Parallèlement, afin de répondre aux préoccupations soulevées par certains services de police, la sénatrice Pate a amendé le projet de loi au comité pour que la police puisse continuer à utiliser les informations contenues dans les casiers expirés dans le cadre d’un travail d’enquête légitime.
Les données transmises au comité et les témoignages que ce dernier a entendus montrent clairement que le projet de loi S-212 renforcera la sécurité publique. Il permettra aux gens de ne plus être piégés dans les mêmes situations de pauvreté, d’isolement et de marginalisation qui les ont menés sur la voie de la criminalité. Il constituera un petit pas vers la correction des échecs passés pour que justice soit rendue et vers l’équité pour les communautés autochtones, noires et de couleur. Il suscitera l’espoir et fournira des pistes pour l’avenir. Chers collègues, ce projet de loi devrait être une priorité urgente pour nous tous ici.
Grâce aux mesures du projet de loi C-5 visant à éradiquer le racisme systémique, le gouvernement s’est engagé à mettre en œuvre d’ici l’automne l’expiration automatique des casiers judiciaires pour possession de drogue. Il s’agit d’un premier pas important pour rendre justice à certaines personnes. Le projet de loi S-212 facilitera l’accès à ces mesures indispensables.
En demandant que nous agissions rapidement, je veux surtout mettre l’accent sur les conséquences des casiers judiciaires pour les enfants et leurs familles.
La majorité des femmes autochtones, noires et de couleur en prison sont des mères. La majorité de leurs enfants leur ont été retirés pour être pris en charge par l’État à la suite de leur incarcération, ce qui signifie que la séparation des enfants est une tragédie déchirante et cachée, ainsi qu’une punition supplémentaire non seulement pour les mères, mais aussi pour leurs enfants.
L’expiration du casier est essentielle pour les femmes qui ont un casier judiciaire et qui luttent pour retrouver leurs enfants ou pour empêcher qu’ils soient placés, pour celles qui cherchent un emploi afin de tenter de sortir leurs enfants et elles-mêmes de la pauvreté, ou pour celles qui ont besoin d’un logement sûr pour assurer la stabilité de leur famille.
Le projet de loi S-212 est une étape indispensable pour que la stigmatisation, l’injustice et la marginalisation associées aux casiers judiciaires ne durent pas toute la vie et ne se transmettent pas d’une génération à l’autre.
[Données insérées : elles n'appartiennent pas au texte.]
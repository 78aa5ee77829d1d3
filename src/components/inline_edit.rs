//! Inline Edit Component
//!
//! Text that turns into an input on click. Enter or blur commits, Escape
//! cancels.

use leptos::prelude::*;

/// Value to commit for an edit: the trimmed draft, unless it is empty or
/// unchanged
pub fn edited_text(current: &str, draft: &str) -> Option<String> {
    let trimmed = draft.trim();
    if trimmed.is_empty() || trimmed == current {
        None
    } else {
        Some(trimmed.to_string())
    }
}

#[component]
pub fn InlineEdit(
    #[prop(into)] value: String,
    #[prop(into)] on_commit: Callback<String>,
    #[prop(optional, into)] class: String,
) -> impl IntoView {
    let (editing, set_editing) = signal(false);
    let (draft, set_draft) = signal(String::new());
    let current = StoredValue::new(value);

    // Blur fires after Enter has already closed the input; the guard keeps
    // that from committing twice.
    let commit = move || {
        if !editing.get_untracked() {
            return;
        }
        set_editing.set(false);
        let text = current.with_value(|current| edited_text(current, &draft.get_untracked()));
        if let Some(text) = text {
            on_commit.run(text);
        }
    };

    view! {
        <Show
            when=move || editing.get()
            fallback=move || {
                view! {
                    <span
                        class=format!("inline-edit {}", class)
                        title="Click to edit"
                        on:click=move |_| {
                            set_draft.set(current.get_value());
                            set_editing.set(true);
                        }
                    >
                        {current.get_value()}
                    </span>
                }
            }
        >
            <input
                class="inline-edit-input"
                type="text"
                autofocus=true
                prop:value=move || draft.get()
                on:input=move |ev| set_draft.set(event_target_value(&ev))
                on:keydown=move |ev: web_sys::KeyboardEvent| match ev.key().as_str() {
                    "Enter" => {
                        ev.prevent_default();
                        commit();
                    }
                    "Escape" => set_editing.set(false),
                    _ => {}
                }
                on:blur=move |_| commit()
            />
        </Show>
    }
}
//! Todo List Name Component

use leptos::prelude::*;

use crate::components::inline_edit::InlineEdit;

/// List heading; click to rename
#[component]
pub fn TodoListName(
    #[prop(into)] todo_list_name: String,
    #[prop(into)] set_todo_list_name: Callback<String>,
) -> impl IntoView {
    view! {
        <h1 class="todo-list-name">
            <InlineEdit value=todo_list_name on_commit=set_todo_list_name />
        </h1>
    }
}
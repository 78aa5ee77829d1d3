//! Authentication
//!
//! Session state machine plus the Leptos provider that exposes it.

mod provider;
mod session;
#[cfg(test)]
pub(crate) mod testing;

pub use provider::{use_auth, AuthContext, AuthSessionProvider};
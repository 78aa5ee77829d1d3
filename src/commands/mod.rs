//! Backend API Wrappers
//!
//! Frontend bindings to the REST API, organized by resource. The hooks layer
//! reaches them through [`TodoApi`] so it can run against an in-memory
//! backend in tests.

mod http;
mod todo_item;
mod todo_list;

// Re-export all public items
pub use todo_item::*;
pub use todo_list::*;

use async_trait::async_trait;

use crate::errors::AppError;
use crate::models::{TodoItem, TodoList};

/// Backend operations, each taking the caller's bearer token
#[async_trait(?Send)]
pub trait TodoApi {
    async fn list_todo_lists(&self, token: Option<&str>) -> Result<Vec<TodoList>, AppError>;
    async fn get_todo_list(&self, id: i64, token: Option<&str>)
        -> Result<Option<TodoList>, AppError>;
    async fn update_todo_list(&self, list: &TodoList, token: Option<&str>)
        -> Result<TodoList, AppError>;
    async fn add_todo_item(&self, item: &TodoItem, token: Option<&str>)
        -> Result<TodoItem, AppError>;
    async fn update_todo_item(&self, item: &TodoItem, token: Option<&str>)
        -> Result<TodoItem, AppError>;
    async fn delete_todo_item(&self, item: &TodoItem, token: Option<&str>)
        -> Result<(), AppError>;
}

/// The HTTP backend at `AppConfig::api_base_url`
pub struct RestApi;

#[async_trait(?Send)]
impl TodoApi for RestApi {
    async fn list_todo_lists(&self, token: Option<&str>) -> Result<Vec<TodoList>, AppError> {
        list_todo_lists(token).await
    }

    async fn get_todo_list(
        &self,
        id: i64,
        token: Option<&str>,
    ) -> Result<Option<TodoList>, AppError> {
        get_todo_list(id, token).await
    }

    async fn update_todo_list(
        &self,
        list: &TodoList,
        token: Option<&str>,
    ) -> Result<TodoList, AppError> {
        update_todo_list(list, token).await
    }

    async fn add_todo_item(
        &self,
        item: &TodoItem,
        token: Option<&str>,
    ) -> Result<TodoItem, AppError> {
        add_todo_item(item, token).await
    }

    async fn update_todo_item(
        &self,
        item: &TodoItem,
        token: Option<&str>,
    ) -> Result<TodoItem, AppError> {
        update_todo_item(item, token).await
    }

    async fn delete_todo_item(&self, item: &TodoItem, token: Option<&str>) -> Result<(), AppError> {
        delete_todo_item(item, token).await
    }
}
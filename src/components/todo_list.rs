//! Todo List Component

use leptos::prelude::*;

use crate::components::todo_list_item::TodoListItem;
use crate::models::TodoItem;

/// Items in the order the server returned them, keyed by id
#[component]
pub fn TodoList(
    todo_items: Vec<TodoItem>,
    #[prop(into)] update_todo_item: Callback<TodoItem>,
    #[prop(into)] delete_todo_item: Callback<TodoItem>,
) -> impl IntoView {
    view! {
        <ul class="todo-list">
            <For
                each=move || todo_items.clone()
                key=|item| item.id
                children=move |item| {
                    view! {
                        <TodoListItem
                            item=item
                            update_todo_item=update_todo_item
                            delete_todo_item=delete_todo_item
                        />
                    }
                }
            />
        </ul>
    }
}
La sénatrice Pate a déjà raconté l’histoire d’un enfant qui a été exclu des sorties scolaires et des activités spéciales parce que personne ne pouvait lui apporter le soutien parental supplémentaire dont il avait besoin pour y participer. Sa mère aurait pu le faire — elle était présente et avait les capacités requises — mais, bien qu’elle ne présente aucun risque pour la sécurité publique, elle ne pouvait pas être bénévole dans une école parce qu’elle avait un casier judiciaire. Son enfant a souffert de cette situation, d’autres enfants aussi. Le système actuel exige que les personnes dans sa situation attendent dix ans avant que leur casier soit suspendu. Les enfants grandissent vite et leur jeunesse passe à toute vitesse; 10 ans, c’est long dans la vie d’un enfant.
Pendant sept mois, ce projet de loi a été en attente à l’étape du rapport. Sa première version a été présentée au Sénat il y a plus de cinq ans. Cette longue attente a nui à combien de parents qui s’efforcent de faire de leur mieux pour leurs enfants? Elle a privé combien d’enfants d’une meilleure vie?
Chers collègues, je vous exhorte à appuyer ce projet de loi.